Anandita Sabherwal is a doctoral student at the Grantham Research Institute at the London School of Economics and Political Science. Adam Pearson is an associate professor of psychology and Director of the Sustainability, Climate Change, and Inequality Lab at Pomona College. Gregg Sparkman is a postdoctoral fellow in the Andlinger Center for Energy and the Environment at Princeton University.
Last month, more protestors took to the streets in 1,500 cities and communities in 92 countries in what was the first global climate strike since the coronavirus pandemic began almost two years ago. Slogans like “Burn capitalism, not the planet,” and “No politician is doing enough” offered a clear signal of the collective frustration so many people have with global leaders. More than 50 activists blocked a busy motorway in London, and nearly 900 others were arrested while attempting to stop construction of the Line 3 oil pipeline in Minnesota. A recent 10-nation survey of more than 10,000 young adults found that 58 percent feel a sense of betrayal when thinking about their governments’ responses to climate change.
People are getting angry. And that might be a good thing.
Psychologists call anger a motivating emotion, one that often triggers action.

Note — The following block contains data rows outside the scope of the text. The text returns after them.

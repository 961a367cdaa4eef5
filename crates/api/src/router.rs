//! Shared application router builder.
//!
//! Provides [`build_app_router`] so both the production binary (`main.rs`)
//! and integration tests use the exact same middleware stack.

use std::time::Duration;

use axum::http::header::{AUTHORIZATION, CONTENT_TYPE};
use axum::http::{HeaderName, Method, StatusCode};
use axum::routing::get;
use axum::Router;
use tower_http::catch_panic::CatchPanicLayer;
use tower_http::cors::CorsLayer;
use tower_http::request_id::{MakeRequestUuid, PropagateRequestIdLayer, SetRequestIdLayer};
use tower_http::timeout::TimeoutLayer;
use tower_http::trace::{DefaultMakeSpan, DefaultOnResponse, TraceLayer};
use tracing::Level;

use crate::config::ServerConfig;
use crate::routes;
use crate::state::AppState;
use crate::ws;

/// Build the full application [`Router`] with all middleware layers.
///
/// The middleware stack is applied bottom-up:
///
/// 1. CORS
/// 2. Set request ID on incoming requests
/// 3. Structured request/response tracing
/// 4. Propagate request ID to response
/// 5. Request timeout
/// 6. Panic recovery (catch panics, return 500)
pub fn build_app_router(state: AppState, config: &ServerConfig) -> Router {
    let cors = build_cors_layer(config);
    let request_id_header = HeaderName::from_static("x-request-id");

    Router::new()
        .merge(routes::health::router())
        // Progress stream.
        .route("/ws", get(ws::ws_handler))
        .nest("/api", routes::api_routes())
        // -- Middleware stack (applied bottom-up) --
        .layer(CatchPanicLayer::new())
        .layer(TimeoutLayer::with_status_code(
            StatusCode::REQUEST_TIMEOUT,
            Duration::from_secs(config.request_timeout_secs),
        ))
        .layer(PropagateRequestIdLayer::new(request_id_header.clone()))
        .layer(
            TraceLayer::new_for_http()
                .make_span_with(DefaultMakeSpan::new().level(Level::INFO))
                .on_response(DefaultOnResponse::new().level(Level::INFO)),
        )
        .layer(SetRequestIdLayer::new(request_id_header, MakeRequestUuid))
        .layer(cors)
        .with_state(state)
}

/// Build the CORS middleware layer from server configuration.
///
/// Panics at startup if any configured origin is invalid; misconfiguration
/// fails fast.
pub fn build_cors_layer(config: &ServerConfig) -> CorsLayer {
    let origins: Vec<_> = config
        .cors_origins
        .iter()
        .map(|o| {
            o.parse()
                .unwrap_or_else(|e| panic!("Invalid CORS origin '{o}': {e}"))
        })
        .collect();

    CorsLayer::new()
        .allow_origin(origins)
        .allow_methods([Method::GET, Method::POST, Method::PUT, Method::DELETE, Method::PATCH])
        .allow_headers([CONTENT_TYPE, AUTHORIZATION])
        .allow_credentials(true)
        .max_age(Duration::from_secs(3600))
}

People intuitively know this: When we see someone who’s fuming mad, we often assume they’re likely to do something. But what happens if you learn that many people share your anger about an issue? You may rightfully expect that they will come together to act on it — and feeling the crowd is on your side, you might be inclined to join.
This mobilizing role is well documented in social science research. In a comprehensive analysis of videos, social media posts, newspaper reports, and legal documents conducted after the 2014 police killing of Michael Brown Jr. in Ferguson, Missouri, researchers found that those who witnessed displays of public anger became more likely to speak out against the injustice of police violence against Black people. This shared sentiment resulted in larger protests and bolstered the Black Lives Matter movement.
In our own research, we found that public anger may have similar benefits for combating climate change. We conducted a series of online experiments with more than 1,500 U.S. adults from across the political spectrum. We wanted to determine whether the perception that a growing number of Americans are angry about climate inaction would increase an individual’s support for climate action.
Participants received one of four messages, each featuring a simple line graph showing that a growing number of Americans are either angry about climate inaction, believe in human-caused climate change, or support climate action. The control group read about trends in television viewership. We then asked participants to estimate other people’s belief in climate change, support for climate mitigation, and likelihood that people would donate to or, volunteer with a climate organization or join a protest. We also asked everyone to provide their own responses to these questions.
We found that people who learned that a growing number of folks are angry about climate change were more inclined to believe that the U.S. public is likely to take collective action to address climate change.
More importantly, learning that others are angry emboldened people in our study to express their own outrage about climate, and they were more likely to support action to mitigate the crisis. Of those who saw the anger graph, 73 percent reported strong support for taking action; that figure was 56 percent among those who learned about other trends.
Surprisingly, these effects were as pronounced for Republicans as they were for Democrats. In fact, over 40 percent of Republicans who viewed the anger consensus message reported moderate or strong agreement that others should take action on climate change, whereas only 20 percent of Republicans shown the control message expressed this belief. In other words, learning that a growing majority of Americans were angry about climate inaction helped to bridge the partisan gap on climate change.
These findings suggest that collective anger can provide a powerful signal that others are prepared to take action. This may be especially important for people who routinely feel that their actions have little impact.
Why are messages about anger so effective?
Part of the explanation is the social psychological process known as “pre-conformity.” After learning that anger is on the rise, people expect that climate action will be a norm in the near future and shift their behavior to conform. In our study, the people who received the collective anger message estimated greater public support for a wide range of policies and anticipated that more Americans will take action to address climate change.
Our findings suggest such messages might also be perceived as more empowering than those emphasizing the scientific consensus or growing public concern. Anger appears to convince more people that others will soon act, and that makes them want to join.
Of course, public outrage may only go so far — it may not always spur action and can also lead to backlash. Critics have called Greta Thunberg “unstable” and “hysterical,” for example. In his recent book American Rage: How Anger Shapes Our Politics, political scientist Steven Webster argues that anger has a corrosive effect on democracies, fueling our current state of hyper-polarization and distrust of institutions and our fellow citizens.
To be sure, protests that result in damage to physical property may undermine popular support for social movements or inflame existing political divisions. But expressions of public anger can be powerful mobilizers. Research suggests angry messages are more likely to be re-shared on social media sites than many other types of content.
Highlighting the role of anger in the Black Lives Matter movement, author Myisha Cherry writes, “Anger emphasizes desire for a better world … it makes people eager to do something.” In BLM, and other movements such as #MeToo, shared anger toward injustice has transformed individuals into powerful collectives that have held businesses accountable, spurred legal reforms, and brought about institutional and cultural change. Similarly, climate activists and organizations can use anger as a unifying force, one that reflects our shared desires for a sustainable future and empowers us to come together to demand change.
The views expressed here reflect those of the authors.